The exponential increase in fish consumption, coupled with the progressive degradation of their habitats, has led to an alarming decline in fish populations. In response to this situation, the implementation of effective conservation measures has become a priority. Among the available strategies, semen cryopreservation has emerged as a key tool for the ex – situ conservation of genetic material with ecological and economic importance. However, its use is not without challenges, as cryopreservation can induce structural and physiological alterations in spermatozoa, potentially compromising their fertilizing capacity and even generating epigenetic effects that may be transmitted to offspring. Thus, the main objective of this research was to evaluate the sperm quality and reproductive efficiency of cryopreserved semen from males of a progeny (F1) generated from fresh semen (T1) and cryopreserved semen (T2) of Rhamdia quelen. A semen pool was collected from several F0 males and divided into two portions: one was used fresh (T1), and the other was cryopreserved (T2). Both portions were used to fertilize oocytes from an F0 female, generating two progeny groups (F1): the fresh group (T1) and the cryopreserved group (T2). From each group, 12 F1 males were selected to cryopreserve their semen and evaluate sperm quality (volume, concentration, motility, morphology, and DNA integrity) and reproductive efficiency (fertilization rate, hatching rate, and normal larvae). Although no statistically significant differences were observed, we highlight an optimal percentage of normal spermatozoa for both treatments (T1: 60.42 ± 9.68%; T2: 65.87 ± 16.87%), as well as sperm motility (T1: 58.6 ± 29.7%; T2: 59.7 ± 25.0%), fertilization rate (T1: 56.5 ± 10.3%; T2: 51.4 ± 8.2%), and DNA fragmentation (T1: 23.09 ± 9.28%; T2: 16.30 ± 11.72%) within expected values. However, a significant difference (p<0.05) was observed in the hatching rate between treatment 1 (46.8 ± 8.0%) and treatment 2 (38.8 ± 6.7%).
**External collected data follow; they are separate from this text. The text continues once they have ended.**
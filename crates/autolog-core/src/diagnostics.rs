//! Diagnostics for unsupported fields and rejected classes.
//!
//! Diagnostics never abort a batch. Each one is tied to the class it came from
//! and, for field-level problems, to the field. Unsupported fields get a
//! suggested replacement when the declared type is a common near miss:
//!
//! | Declared | Suggested |
//! |---|---|
//! | `Option<T>`, `Box<T>` of a supported `T` | `T` |
//! | `i32`, `u64`, `usize`, bare `u8`, ... | `i64` |
//! | `VecDeque<T>`, `[T; N]`, `&[T]`, `Box<[T]>` | `Vec<T>` |
//! | `Vec<i32>`, `Vec<Option<f64>>` | `Vec<i64>`, `Vec<f64>` |

use crate::classify::classify;
use crate::error::{ClassError, PersistError, UnsupportedType};
use crate::model::{ClassDescriptor, DeclaredType, FieldDescriptor, Primitive};
use std::fmt;

/// Severity of a diagnostic.
#[derive(Debug, Clone, Copy, PartialEq, Eq, PartialOrd, Ord, Hash)]
pub enum Severity {
    Warning,
    Error,
}

impl fmt::Display for Severity {
    fn fmt(&self, f: &mut fmt::Formatter<'_>) -> fmt::Result {
        match self {
            Severity::Warning => write!(f, "warning"),
            Severity::Error => write!(f, "error"),
        }
    }
}

/// What went wrong.
#[derive(Debug, Clone, Copy, PartialEq, Eq, Hash)]
pub enum DiagnosticKind {
    /// A field was left out of the generated methods.
    UnsupportedFieldType,
    /// The class does not permit extension; no unit was produced.
    ClassNotExtensible,
    /// Two fields share a log key; no unit was produced.
    DuplicateLogKey,
    /// The writer could not persist a generated unit.
    OutputPersistenceFailure,
}

impl DiagnosticKind {
    pub fn severity(self) -> Severity {
        match self {
            DiagnosticKind::UnsupportedFieldType => Severity::Warning,
            DiagnosticKind::ClassNotExtensible
            | DiagnosticKind::DuplicateLogKey
            | DiagnosticKind::OutputPersistenceFailure => Severity::Error,
        }
    }
}

/// A human-readable problem report tied to its class.
#[derive(Debug, Clone, PartialEq, Eq)]
pub struct Diagnostic {
    pub kind: DiagnosticKind,
    pub severity: Severity,
    /// Qualified name of the originating class.
    pub class: String,
    /// Field name, for field-level diagnostics.
    pub field: Option<String>,
    pub message: String,
}

impl Diagnostic {
    /// An unsupported field, with a suggestion when one applies.
    pub fn unsupported_field(
        class: &ClassDescriptor,
        field: &FieldDescriptor,
        error: &UnsupportedType,
    ) -> Self {
        let detail = match suggest(&error.ty) {
            Some(suggestion) => format!("did you mean to use `{suggestion}` instead?"),
            None => format!("`{}` is not supported", error.ty),
        };

        Self {
            kind: DiagnosticKind::UnsupportedFieldType,
            severity: DiagnosticKind::UnsupportedFieldType.severity(),
            class: class.qualified_name(),
            field: Some(field.source_name().to_string()),
            message: format!(
                "unsupported type for field `{}` of `{}` ({detail})",
                field.source_name(),
                class.name
            ),
        }
    }

    /// A class-fatal error.
    pub fn class_error(error: &ClassError) -> Self {
        let (kind, class) = match error {
            ClassError::NotExtensible { class } => (DiagnosticKind::ClassNotExtensible, class),
            ClassError::DuplicateLogKey { class, .. } => (DiagnosticKind::DuplicateLogKey, class),
        };

        Self {
            kind,
            severity: kind.severity(),
            class: class.clone(),
            field: None,
            message: error.to_string(),
        }
    }

    /// A writer failure for the unit generated from `class`.
    pub fn persistence_failure(class: impl Into<String>, error: &PersistError) -> Self {
        let kind = DiagnosticKind::OutputPersistenceFailure;
        Self {
            kind,
            severity: kind.severity(),
            class: class.into(),
            field: None,
            message: error.to_string(),
        }
    }

    pub fn is_error(&self) -> bool {
        self.severity == Severity::Error
    }
}

impl fmt::Display for Diagnostic {
    fn fmt(&self, f: &mut fmt::Formatter<'_>) -> fmt::Result {
        write!(f, "{}: {}", self.severity, self.message)
    }
}

/// Suggest a supported replacement for a near-miss type.
pub fn suggest(ty: &DeclaredType) -> Option<DeclaredType> {
    match ty {
        DeclaredType::Primitive(Primitive::Byte) | DeclaredType::Integer(_) => {
            Some(DeclaredType::primitive(Primitive::Integer64))
        }
        DeclaredType::Nullable(inner) | DeclaredType::Boxed(inner) => {
            if classify(inner).is_ok() {
                Some(inner.as_ref().clone())
            } else {
                suggest(inner)
            }
        }
        DeclaredType::Sequence { element, .. } | DeclaredType::List(element) => list_form(element),
        DeclaredType::Primitive(_) | DeclaredType::Map { .. } | DeclaredType::Other(_) => None,
    }
}

fn list_form(element: &DeclaredType) -> Option<DeclaredType> {
    let element = match element {
        DeclaredType::Primitive(primitive) => *primitive,
        DeclaredType::Integer(_) => Primitive::Integer64,
        DeclaredType::Nullable(inner) | DeclaredType::Boxed(inner) => match inner.as_ref() {
            DeclaredType::Primitive(primitive) => *primitive,
            DeclaredType::Integer(_) => Primitive::Integer64,
            _ => return None,
        },
        _ => return None,
    };
    Some(DeclaredType::list_of(DeclaredType::primitive(element)))
}

/// Receives diagnostics as they are reported.
pub trait DiagnosticSink {
    fn report(&mut self, diagnostic: &Diagnostic);
}

impl DiagnosticSink for Vec<Diagnostic> {
    fn report(&mut self, diagnostic: &Diagnostic) {
        self.push(diagnostic.clone());
    }
}

/// Sink that forwards diagnostics to `tracing`.
#[derive(Debug, Default, Clone, Copy)]
pub struct TracingSink;

impl DiagnosticSink for TracingSink {
    fn report(&mut self, diagnostic: &Diagnostic) {
        let field = diagnostic.field.as_deref().unwrap_or("");
        match diagnostic.severity {
            Severity::Warning => tracing::warn!(
                target: "autolog",
                class = %diagnostic.class,
                field,
                "{}",
                diagnostic.message
            ),
            Severity::Error => tracing::error!(
                target: "autolog",
                class = %diagnostic.class,
                field,
                "{}",
                diagnostic.message
            ),
        }
    }
}

/// Hand every diagnostic to `sink`, in order.
pub fn report<'a>(
    diagnostics: impl IntoIterator<Item = &'a Diagnostic>,
    sink: &mut impl DiagnosticSink,
) {
    for diagnostic in diagnostics {
        sink.report(diagnostic);
    }
}
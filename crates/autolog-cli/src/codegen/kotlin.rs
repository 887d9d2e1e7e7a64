//! Kotlin class generation from generated units.

use super::jvm_types::{FROM_ARRAY, map_tag, table_getter};
use autolog_core::{CopyMode, FieldRef, GeneratedUnit, Statement};
use serde::{Deserialize, Serialize};

/// Default log table class (AdvantageKit).
pub const DEFAULT_LOG_TABLE: &str = "org.littletonrobotics.junction.LogTable";

/// Default loggable-inputs interface (AdvantageKit).
pub const DEFAULT_LOGGABLE_INPUTS: &str = "org.littletonrobotics.junction.inputs.LoggableInputs";

/// How generated code reaches base class fields.
#[derive(Debug, Clone, Copy, Default, PartialEq, Eq, Serialize, Deserialize)]
#[serde(rename_all = "lowercase")]
pub enum AccessStyle {
    /// Kotlin property syntax (`angleRad`).
    #[default]
    Property,
    /// Java bean accessors (`getAngleRad()` / `setAngleRad(...)`).
    Accessors,
}

/// Options for Kotlin rendering.
#[derive(Debug, Clone, PartialEq, Eq)]
pub struct KotlinOptions {
    /// Fully qualified log table class.
    pub log_table: String,
    /// Fully qualified loggable-inputs interface.
    pub loggable_inputs: String,
    pub access: AccessStyle,
}

impl Default for KotlinOptions {
    fn default() -> Self {
        Self {
            log_table: DEFAULT_LOG_TABLE.to_string(),
            loggable_inputs: DEFAULT_LOGGABLE_INPUTS.to_string(),
            access: AccessStyle::default(),
        }
    }
}

/// Generate the Kotlin source of a generated unit.
///
/// The output depends only on the unit and the options, so regenerating an
/// unchanged class yields identical text.
pub fn generate_kotlin_class(unit: &GeneratedUnit, options: &KotlinOptions) -> String {
    let mut code = String::new();

    code.push_str(&format!(
        "// Generated by autolog from {}. Do not edit.\n",
        unit.base()
    ));

    // Package declaration
    if !unit.namespace().is_empty() {
        code.push_str(&format!("package {}\n", unit.namespace()));
    }
    code.push('\n');

    // Imports
    code.push_str(&format!("import {}\n", options.log_table));
    code.push_str(&format!("import {}\n\n", options.loggable_inputs));

    let table = simple_name(&options.log_table);
    let inputs = simple_name(&options.loggable_inputs);

    // Class declaration
    code.push_str(&format!(
        "class {} : {}(), {}, Cloneable {{\n",
        unit.name(),
        unit.base(),
        inputs
    ));

    // toLog
    code.push_str(&format!("    override fun toLog(table: {table}) {{\n"));
    for statement in unit.to_log() {
        if let Statement::Put { key, field, tag } = statement {
            let conversion = map_tag(*tag).to_array.unwrap_or("");
            code.push_str(&format!(
                "        table.put(\"{}\", {}{})\n",
                key,
                read(field, options.access),
                conversion
            ));
        }
    }
    code.push_str("    }\n\n");

    // fromLog
    code.push_str(&format!("    override fun fromLog(table: {table}) {{\n"));
    for statement in unit.from_log() {
        if let Statement::Get { key, field, tag } = statement {
            let ty = map_tag(*tag);
            let current = format!("{}{}", read(field, options.access), ty.to_array.unwrap_or(""));
            let back = if ty.is_array() { FROM_ARRAY } else { "" };
            let value = format!("table.{}(\"{}\", {}){}", table_getter(*tag), key, current, back);
            code.push_str(&format!("        {}\n", write(field, options.access, "", &value)));
        }
    }
    code.push_str("    }\n\n");

    // clone
    code.push_str(&format!("    public override fun clone(): {} {{\n", unit.name()));
    code.push_str(&format!("        val copy = {}()\n", unit.name()));
    for statement in unit.clone_body() {
        if let Statement::Copy { field, mode, .. } = statement {
            let copied = match mode {
                CopyMode::Value => format!("this.{}", read(field, options.access)),
                CopyMode::Contents => format!("this.{}{}", read(field, options.access), FROM_ARRAY),
            };
            code.push_str(&format!(
                "        {}\n",
                write(field, options.access, "copy.", &copied)
            ));
        }
    }
    code.push_str("        return copy\n");
    code.push_str("    }\n");

    code.push_str("}\n");

    code
}

/// Kotlin hard keywords; they can only be used as identifiers inside backticks.
const HARD_KEYWORDS: &[&str] = &[
    "as", "break", "class", "continue", "do", "else", "false", "for", "fun", "if", "in",
    "interface", "is", "null", "object", "package", "return", "super", "this", "throw", "true",
    "try", "typealias", "typeof", "val", "var", "when", "while",
];

/// Property name as a Kotlin identifier, escaped when it is a hard keyword.
fn property(name: &str) -> String {
    if HARD_KEYWORDS.contains(&name) {
        format!("`{name}`")
    } else {
        name.to_string()
    }
}

/// Expression reading a field. Kotlin properties use the logical camelCase name.
fn read(field: &FieldRef, access: AccessStyle) -> String {
    match access {
        AccessStyle::Property => property(&field.name),
        AccessStyle::Accessors => format!("{}()", field.getter),
    }
}

/// Statement assigning `value` to a field of `receiver` (empty for `this`).
fn write(field: &FieldRef, access: AccessStyle, receiver: &str, value: &str) -> String {
    match access {
        AccessStyle::Property => format!("{receiver}{} = {value}", property(&field.name)),
        AccessStyle::Accessors => format!("{receiver}{}({value})", field.setter),
    }
}

/// Last segment of a dotted class name.
fn simple_name(qualified: &str) -> &str {
    qualified.rsplit('.').next().unwrap_or(qualified)
}
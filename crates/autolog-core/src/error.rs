//! Error types for auto-log generation

use crate::model::DeclaredType;
use std::path::PathBuf;
use thiserror::Error;

/// A field type that has no codec.
#[derive(Error, Debug, Clone, PartialEq)]
#[error("type `{ty}` is not supported")]
pub struct UnsupportedType {
    /// The offending declared type.
    pub ty: DeclaredType,
}

/// A failure that stops generation for one class.
#[derive(Error, Debug, Clone, PartialEq)]
pub enum ClassError {
    /// The class does not permit extension.
    #[error("auto-logged class `{class}` must be declared open")]
    NotExtensible { class: String },

    /// Two fields derive the same log key.
    #[error("fields `{first}` and `{second}` of `{class}` both map to log key `{key}`")]
    DuplicateLogKey {
        class: String,
        key: String,
        first: String,
        second: String,
    },
}

/// A failure reported by the writer that persists generated units.
#[derive(Error, Debug)]
pub enum PersistError {
    /// Filesystem error while writing a unit.
    #[error("failed to write {path:?}: {source}")]
    Io {
        path: PathBuf,
        #[source]
        source: std::io::Error,
    },

    /// Rendering or any other writer-specific failure.
    #[error("{0}")]
    Other(String),
}
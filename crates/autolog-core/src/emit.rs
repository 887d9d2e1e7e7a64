//! Codec emission.
//!
//! Turns a class and its classified fields into a [`GeneratedUnit`]. For each
//! field, in declaration order, three statements are produced: a `Put` into the
//! serialize body, a `Get` into the deserialize body and a `Copy` into the
//! clone body. Iteration only ever follows the input slice, so the same input
//! always yields the same unit.

use crate::classify::CodecTag;
use crate::error::ClassError;
use crate::model::{ClassDescriptor, FieldDescriptor};
use crate::naming;
use crate::unit::{CopyMode, FieldRef, GeneratedUnit, Statement};
use std::collections::BTreeMap;

/// Emit the generated unit for `class`.
///
/// Fails when the class is not extensible or two fields share a log key.
pub fn emit(
    class: &ClassDescriptor,
    fields: &[(&FieldDescriptor, CodecTag)],
) -> Result<GeneratedUnit, ClassError> {
    if !class.is_extensible {
        return Err(ClassError::NotExtensible {
            class: class.qualified_name(),
        });
    }
    check_unique_keys(class, fields.iter().map(|(field, _)| *field))?;

    let mut to_log = Vec::with_capacity(fields.len());
    let mut from_log = Vec::with_capacity(fields.len());
    let mut clone = Vec::with_capacity(fields.len());

    for (field, tag) in fields {
        let key = naming::derive_log_key(&field.name);
        let field_ref = field_ref(field);
        let tag = *tag;

        tracing::trace!(field = %field.name, key = %key, %tag, "emitting field codec");

        to_log.push(Statement::Put {
            key: key.clone(),
            field: field_ref.clone(),
            tag,
        });
        from_log.push(Statement::Get {
            key,
            field: field_ref.clone(),
            tag,
        });
        clone.push(Statement::Copy {
            field: field_ref,
            tag,
            mode: CopyMode::for_tag(tag),
        });
    }

    Ok(GeneratedUnit {
        namespace: class.namespace.clone(),
        name: naming::auto_logged_name(&class.name),
        base: class.name.clone(),
        origin: class.origin.clone(),
        to_log,
        from_log,
        clone,
    })
}

/// Reject the first pair of fields whose log keys collide.
pub fn check_unique_keys<'a>(
    class: &ClassDescriptor,
    fields: impl IntoIterator<Item = &'a FieldDescriptor>,
) -> Result<(), ClassError> {
    let mut seen: BTreeMap<String, &str> = BTreeMap::new();

    for field in fields {
        let key = naming::derive_log_key(&field.name);
        if let Some(first) = seen.get(&key) {
            return Err(ClassError::DuplicateLogKey {
                class: class.qualified_name(),
                key,
                first: (*first).to_string(),
                second: field.source_name().to_string(),
            });
        }
        seen.insert(key, field.source_name());
    }

    Ok(())
}

fn field_ref(field: &FieldDescriptor) -> FieldRef {
    let accessors = naming::derive_accessors(&field.name);
    FieldRef {
        name: field.name.clone(),
        member: field.member_name().to_string(),
        getter: accessors.getter,
        setter: accessors.setter,
    }
}
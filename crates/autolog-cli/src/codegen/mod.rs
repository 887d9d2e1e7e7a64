//! Code generation from generated units.
//!
//! The core produces language-neutral [`GeneratedUnit`](autolog_core::GeneratedUnit)s;
//! this module renders them as source for JVM robot projects.
//!
//! # Architecture
//!
//! ```text
//! Rust Source / JSON batch
//!     ↓
//!  [autolog_core::parse / DescriptorEntry]
//!     ↓
//!  ClassDescriptor
//!     ↓
//!  [autolog_core::generate]
//!     ↓
//!  GeneratedUnit ─→ [Kotlin Generator] → <Name>AutoLogged.kt
//! ```
//!
//! # Usage
//!
//! ```bash
//! autolog generate -i src/inputs.rs -o build/generated -p frc.robot
//! ```
//!
//! # See Also
//!
//! - [`kotlin`] module for Kotlin class generation
//! - [`jvm_types`] module for codec tag to JVM type mapping

pub mod jvm_types;
pub mod kotlin;
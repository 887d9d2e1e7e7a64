//! JVM type mappings for Kotlin code generation.
//!
//! Log tables on the JVM store lists as fixed-size arrays, while auto-logged
//! classes declare them as `List<T>`. Each codec tag therefore maps to a Kotlin
//! field type plus the conversion applied on the way into the table.
//!
//! # Type Mappings
//!
//! | Codec tag | Kotlin field | Into the table | Table accessor |
//! |-----------|--------------|----------------|----------------|
//! | `Boolean` | `Boolean` | - | `getBoolean` |
//! | `Integer64` | `Long` | - | `getInteger` |
//! | `Float32` | `Float` | - | `getFloat` |
//! | `Float64` | `Double` | - | `getDouble` |
//! | `Text` | `String` | - | `getString` |
//! | `RawBytes` | `List<Byte>` | `.toByteArray()` | `getRaw` |
//! | `BooleanList` | `List<Boolean>` | `.toBooleanArray()` | `getBooleanArray` |
//! | `Integer64List` | `List<Long>` | `.toLongArray()` | `getIntegerArray` |
//! | `Float32List` | `List<Float>` | `.toFloatArray()` | `getFloatArray` |
//! | `Float64List` | `List<Double>` | `.toDoubleArray()` | `getDoubleArray` |
//! | `TextList` | `List<String>` | `.toTypedArray()` | `getStringArray` |
//!
//! Arrays read back from the table are turned into lists with `.toList()`.

use autolog_core::CodecTag;

/// Conversion applied to an array read back from the table.
pub const FROM_ARRAY: &str = ".toList()";

/// Represents the JVM side of one codec tag.
#[derive(Debug, Clone, Copy, PartialEq, Eq)]
pub struct JvmType {
    /// Kotlin type of the field (e.g., "Double", "List<Double>").
    pub kotlin: &'static str,
    /// Conversion from the field to the table's array form, for list tags.
    pub to_array: Option<&'static str>,
}

impl JvmType {
    fn scalar(kotlin: &'static str) -> Self {
        Self {
            kotlin,
            to_array: None,
        }
    }

    fn list(kotlin: &'static str, to_array: &'static str) -> Self {
        Self {
            kotlin,
            to_array: Some(to_array),
        }
    }

    /// Whether values cross the table boundary as arrays.
    pub fn is_array(&self) -> bool {
        self.to_array.is_some()
    }
}

/// Map a codec tag to its JVM type.
pub fn map_tag(tag: CodecTag) -> JvmType {
    match tag {
        CodecTag::Boolean => JvmType::scalar("Boolean"),
        CodecTag::Integer64 => JvmType::scalar("Long"),
        CodecTag::Float32 => JvmType::scalar("Float"),
        CodecTag::Float64 => JvmType::scalar("Double"),
        CodecTag::Text => JvmType::scalar("String"),
        CodecTag::RawBytes => JvmType::list("List<Byte>", ".toByteArray()"),
        CodecTag::BooleanList => JvmType::list("List<Boolean>", ".toBooleanArray()"),
        CodecTag::Integer64List => JvmType::list("List<Long>", ".toLongArray()"),
        CodecTag::Float32List => JvmType::list("List<Float>", ".toFloatArray()"),
        CodecTag::Float64List => JvmType::list("List<Double>", ".toDoubleArray()"),
        CodecTag::TextList => JvmType::list("List<String>", ".toTypedArray()"),
    }
}

/// Name of the typed table getter for a tag (e.g., `getDoubleArray`).
pub fn table_getter(tag: CodecTag) -> String {
    format!("get{}", tag.accessor())
}

#[cfg(test)]
mod tests {
    #![allow(non_snake_case)]

    use super::*;

    #[test]
    fn map_tag___scalars___no_array_conversion() {
        assert_eq!(map_tag(CodecTag::Float64).kotlin, "Double");
        assert_eq!(map_tag(CodecTag::Integer64).kotlin, "Long");
        assert!(!map_tag(CodecTag::Text).is_array());
    }

    #[test]
    fn map_tag___raw_bytes___byte_list_to_byte_array() {
        let ty = map_tag(CodecTag::RawBytes);

        assert_eq!(ty.kotlin, "List<Byte>");
        assert_eq!(ty.to_array, Some(".toByteArray()"));
    }

    #[test]
    fn map_tag___text_list___typed_array() {
        assert_eq!(map_tag(CodecTag::TextList).to_array, Some(".toTypedArray()"));
    }

    #[test]
    fn map_tag___every_list_tag___is_array() {
        for tag in CodecTag::ALL {
            assert_eq!(map_tag(tag).is_array(), tag.is_list(), "{tag}");
        }
    }

    #[test]
    fn table_getter___uses_accessor_stem() {
        assert_eq!(table_getter(CodecTag::Integer64), "getInteger");
        assert_eq!(table_getter(CodecTag::RawBytes), "getRaw");
        assert_eq!(table_getter(CodecTag::Float64List), "getDoubleArray");
    }
}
In summary, the results of this study suggest that semen cryopreservation may have affected some aspect of sperm quality in the F1 progeny of R. quelen that was not evaluated in this research. This finding underscores the imperative need to incorporate omics tools, which would provide a comprehensive and detailed understanding of the more complex biological processes associated with spermatozoa.